Summary There are no internationally recognized criteria available to determine preparedness for hospital discharge after esophagectomy. This study aims to achieve international consensus using Delphi methodology. The expert panel consisted of 40 esophageal surgeons spanning 16 countries and 4 continents. During a 3-round, web-based Delphi process, experts voted for discharge criteria using 5-point Likert scales. Data were analyzed using descriptive statistics. Consensus was reached if agreement was ≥75% in round 3. Consensus was achieved for the following basic criteria: nutritional requirements are met by oral intake of at least liquids with optional supplementary nutrition via jejunal feeding tube. The patient should have passed flatus and does not require oxygen during mobilization or at rest. Central venous catheters should be removed. Adequate analgesia at rest and during mobilization is achieved using both oral opioid and non-opioid analgesics. All vital signs should be normal unless abnormal preoperatively.
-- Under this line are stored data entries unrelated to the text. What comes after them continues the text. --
//! Rule lookup and dispatch.
//!
//! # Responsibilities
//! - Scan compiled rules in order and stop at the first match
//! - Compute the new location from the matched rule's templates
//! - Build exactly one output: redirect, same-origin or cross-origin forward
//! - Fall through to a lower-casing pass-through when nothing matches
//!
//! # Design Decisions
//! - Immutable after construction (thread-safe without locks)
//! - Pure function of (rules, request); the input request is never mutated
//! - `/old` and `/old/` match the same rules in both directions; the path
//!   as received is tried first and the output keeps whatever slash the
//!   template produces

use url::Url;

use crate::config::OriginConfig;
use crate::observability::metrics;
use crate::routing::error::RouteError;
use crate::routing::matcher::PathMatch;
use crate::routing::request::RequestDescriptor;
use crate::routing::response::{ForwardRequest, Origin, Protocol, RedirectResponse, RouterOutput};
use crate::rules::compiler::has_http_scheme;
use crate::rules::{Action, Rule, RuleSet};

/// The first rule matching a request, with its computed location.
#[derive(Debug)]
pub struct RuleMatch<'r> {
    /// Position of the rule in the rule set.
    pub index: usize,
    pub rule: &'r Rule,
    pub location: String,
}

/// Evaluates requests against an ordered rule set.
#[derive(Debug, Clone, Default)]
pub struct Router {
    rules: RuleSet,
    origin: OriginConfig,
}

impl Router {
    /// Create a router with default origin settings.
    pub fn new(rules: RuleSet) -> Self {
        Self {
            rules,
            origin: OriginConfig::default(),
        }
    }

    /// Override the TLS and timeout defaults used for cross-origin rewrites.
    pub fn with_origin_defaults(mut self, origin: OriginConfig) -> Self {
        self.origin = origin;
        self
    }

    pub fn rules(&self) -> &RuleSet {
        &self.rules
    }

    pub fn origin_defaults(&self) -> &OriginConfig {
        &self.origin
    }

    /// Find the first matching rule.
    ///
    /// Each rule is tried against the path as received, then against the
    /// same path with its trailing slash removed (or added, if it had none).
    /// The root path `/` has no alternate form.
    pub fn find_match(&self, request: &RequestDescriptor) -> Option<RuleMatch<'_>> {
        let path = request.path.as_str();
        let alternate = match path.strip_suffix('/') {
            Some("") => None,
            Some(stripped) => Some(stripped.to_string()),
            None => Some(format!("{}/", path)),
        };

        self.rules.iter().enumerate().find_map(|(index, rule)| {
            std::iter::once(path)
                .chain(alternate.as_deref())
                .find_map(|candidate| rule.matcher.find(candidate, &request.host))
                .map(|found| RuleMatch {
                    index,
                    rule,
                    location: new_location(rule, &found),
                })
        })
    }

    /// Route a request.
    pub fn route(&self, request: &RequestDescriptor) -> Result<RouterOutput, RouteError> {
        request.validate()?;

        let Some(found) = self.find_match(request) else {
            tracing::debug!(path = %request.path, "No rule matched");
            metrics::record_decision("no_match");
            return Ok(RouterOutput::Forward(ForwardRequest::passthrough(request)));
        };

        tracing::debug!(
            path = %request.path,
            rule = %found.rule.source,
            location = %found.location,
            "Rule matched"
        );

        let output = match &found.rule.action {
            Action::Redirect { status, .. } => {
                metrics::record_decision("redirect");
                RouterOutput::Redirect(RedirectResponse::new(*status, found.location))
            }
            Action::Rewrite { .. } if has_http_scheme(&found.location) => {
                let forwarded = self.cross_origin(request, &found.location)?;
                metrics::record_decision("origin_rewrite");
                RouterOutput::Forward(forwarded)
            }
            Action::Rewrite { .. } => {
                metrics::record_decision("rewrite");
                RouterOutput::Forward(ForwardRequest::same_origin(request, &found.location))
            }
        };
        Ok(output)
    }

    /// Route a request, forwarding it lower-cased if routing fails.
    ///
    /// A descriptor that fails validation is still forwarded as received.
    pub fn route_or_passthrough(&self, request: &RequestDescriptor) -> RouterOutput {
        self.route(request).unwrap_or_else(|e| {
            tracing::warn!(
                path = %request.path,
                error = %e,
                "Routing failed, passing request through"
            );
            metrics::record_decision("fallback");
            RouterOutput::Forward(ForwardRequest::passthrough(request))
        })
    }

    fn cross_origin(
        &self,
        request: &RequestDescriptor,
        location: &str,
    ) -> Result<ForwardRequest, RouteError> {
        let invalid = |source| RouteError::InvalidRewriteTarget {
            location: location.to_string(),
            source,
        };

        let url = Url::parse(location).map_err(invalid)?;
        let hostname = url.host_str().ok_or_else(|| invalid(url::ParseError::EmptyHost))?;
        let protocol = Protocol::from_scheme(url.scheme()).unwrap_or(Protocol::Http);
        let origin = Origin::custom(hostname, protocol, &self.origin);

        Ok(ForwardRequest::cross_origin(request, url.path(), origin))
    }
}

fn new_location(rule: &Rule, found: &PathMatch<'_>) -> String {
    match &rule.action {
        Action::Redirect { location, .. } => found.replace(location),
        Action::Rewrite { path, origin: None, .. } => found.replace(path),
        Action::Rewrite {
            path,
            origin: Some(origin),
            ..
        } => {
            let base = found.expand(origin);
            let path = found.replace(path);
            let base = base.trim_end_matches('/');
            if path.starts_with('/') {
                format!("{}{}", base, path)
            } else {
                format!("{}/{}", base, path)
            }
        }
    }
}

#[cfg(test)]
mod tests {
    use super::*;
    use crate::rules::RuleCompiler;

    fn router(text: &str) -> Router {
        let outcome = RuleCompiler::new().compile_text(text);
        assert!(outcome.errors.is_empty(), "{:?}", outcome.errors);
        Router::new(outcome.rules)
    }

    fn route(router: &Router, path: &str) -> RouterOutput {
        router.route(&RequestDescriptor::new(path, "example.com")).unwrap()
    }

    #[test]
    fn test_redirect() {
        let output = route(&router("/old 301 /new"), "/old/");
        let redirect = output.as_redirect().unwrap();
        assert_eq!(redirect.status, 301);
        assert_eq!(redirect.location, "/new");
    }

    #[test]
    fn test_first_match_wins() {
        let a = router("/old/(.*) 301 /first/$1\n/old/page 301 /second");
        let b = router("/old/page 301 /second\n/old/(.*) 301 /first/$1");
        assert_eq!(route(&a, "/old/page").as_redirect().unwrap().location, "/first/page");
        assert_eq!(route(&b, "/old/page").as_redirect().unwrap().location, "/second");
    }

    #[test]
    fn test_find_match_reports_index() {
        let r = router("/a 301 /x\n/b 301 /y");
        let found = r.find_match(&RequestDescriptor::new("/B/", "h")).unwrap();
        assert_eq!(found.index, 1);
        assert_eq!(found.location, "/y");
    }

    #[test]
    fn test_explicit_end_anchor_still_ignores_trailing_slash() {
        let r = router("/old$ 301 /new");
        assert_eq!(route(&r, "/old/").as_redirect().unwrap().location, "/new");
    }

    #[test]
    fn test_slash_terminated_rule_matches_bare_path() {
        let r = router("/a/$ 301 /x");
        assert_eq!(route(&r, "/a").as_redirect().unwrap().location, "/x");
        assert_eq!(route(&r, "/a/").as_redirect().unwrap().location, "/x");
    }

    #[test]
    fn test_trailing_slash_equivalence_keeps_rule_order() {
        let records = vec![
            serde_json::json!({
                "test": {"path_pattern": "^/a/$"},
                "redirect": {"location": "/slash"}
            }),
            serde_json::json!({
                "test": {"path_pattern": "^/a$"},
                "redirect": {"location": "/noslash"}
            }),
        ];
        let outcome = RuleCompiler::new().compile_records(&records);
        assert!(outcome.errors.is_empty(), "{:?}", outcome.errors);
        let r = Router::new(outcome.rules);

        assert_eq!(route(&r, "/a").as_redirect().unwrap().location, "/slash");
        assert_eq!(route(&r, "/a/").as_redirect().unwrap().location, "/slash");
    }

    #[test]
    fn test_root_path_has_no_alternate() {
        let records = vec![serde_json::json!({
            "test": {"path_pattern": "^//$"},
            "redirect": {"location": "/x"}
        })];
        let r = Router::new(RuleCompiler::new().compile_records(&records).rules);
        assert!(r.find_match(&RequestDescriptor::new("/", "h")).is_none());
    }

    #[test]
    fn test_rewrite_keeps_existing_origin_override() {
        let override_origin =
            Origin::custom("origin.example.com", Protocol::Https, &OriginConfig::default());
        let request =
            RequestDescriptor::new("/old", "example.com").with_origin(override_origin.clone());

        let output = router("/old 200 /new").route(&request).unwrap();
        let forward = output.as_forward().unwrap();
        assert_eq!(forward.uri(), "/new");
        assert_eq!(forward.origin(), Some(&override_origin));
    }

    #[test]
    fn test_trailing_slash_preserved_for_captures() {
        let r = router("/old/(.*) 200 /new/$1");
        assert_eq!(route(&r, "/old/").as_forward().unwrap().uri(), "/new/");
    }

    #[test]
    fn test_cross_origin_rewrite() {
        let r = router("/old/(.*) 200 https://Example.com/new/$1");
        let output = route(&r, "/old/foo");
        let forward = output.as_forward().unwrap();
        assert_eq!(forward.uri(), "/new/foo");
        let origin = forward.origin().unwrap();
        assert_eq!(origin.hostname, "example.com");
        assert_eq!(origin.protocol, Protocol::Https);
        assert_eq!(origin.port, 443);
        assert_eq!(forward.request.host, "example.com");
        assert_eq!(forward.host_header.as_deref(), Some("example.com"));
    }

    #[test]
    fn test_invalid_rewrite_target() {
        let r = router("/old 200 http://");
        let request = RequestDescriptor::new("/old", "example.com");
        assert!(matches!(r.route(&request), Err(RouteError::InvalidRewriteTarget { .. })));

        let fallback = r.route_or_passthrough(&RequestDescriptor::new("/OLD", "example.com"));
        assert_eq!(fallback.as_forward().unwrap().uri(), "/old");
    }

    #[test]
    fn test_malformed_request() {
        let r = router("/old 301 /new");
        let err = r.route(&RequestDescriptor::new("/old", "")).unwrap_err();
        assert!(matches!(err, RouteError::Malformed(_)));
    }

    #[test]
    fn test_origin_template_joins_path() {
        let records = vec![serde_json::json!({
            "test": {"path_pattern": "^/api/(?P<rest>.*)$", "host_exact": "www.example.com"},
            "rewrite": {"path": "v2/${rest}", "origin": "https://api.example.com/"}
        })];
        let outcome = RuleCompiler::new().compile_records(&records);
        let r = Router::new(outcome.rules);

        let output = r.route(&RequestDescriptor::new("/api/users", "WWW.example.com")).unwrap();
        let forward = output.as_forward().unwrap();
        assert_eq!(forward.uri(), "/v2/users");
        assert_eq!(forward.origin().unwrap().hostname, "api.example.com");

        let other_host = r.route(&RequestDescriptor::new("/api/users", "example.org")).unwrap();
        assert_eq!(other_host.as_forward().unwrap().uri(), "/api/users");
        assert!(other_host.as_forward().unwrap().origin().is_none());
    }
}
Inflammatory parameters should be trending down and close to normal (leucocyte count ≤12G/l and C-reactive protein ≤80 mg/dl). This multinational Delphi survey represents the first expert-led process for consensus criteria to determine ‘fit-for-discharge’ status after esophagectomy. Results of this Delphi survey may be applied to clinical outcomes research as an objective measure of short-term recovery. Furthermore, standardized endpoints identified through this process may be used in clinical practice to guide decisions regarding patient discharge and may help to reduce the risk of premature discharge or prolonged admission.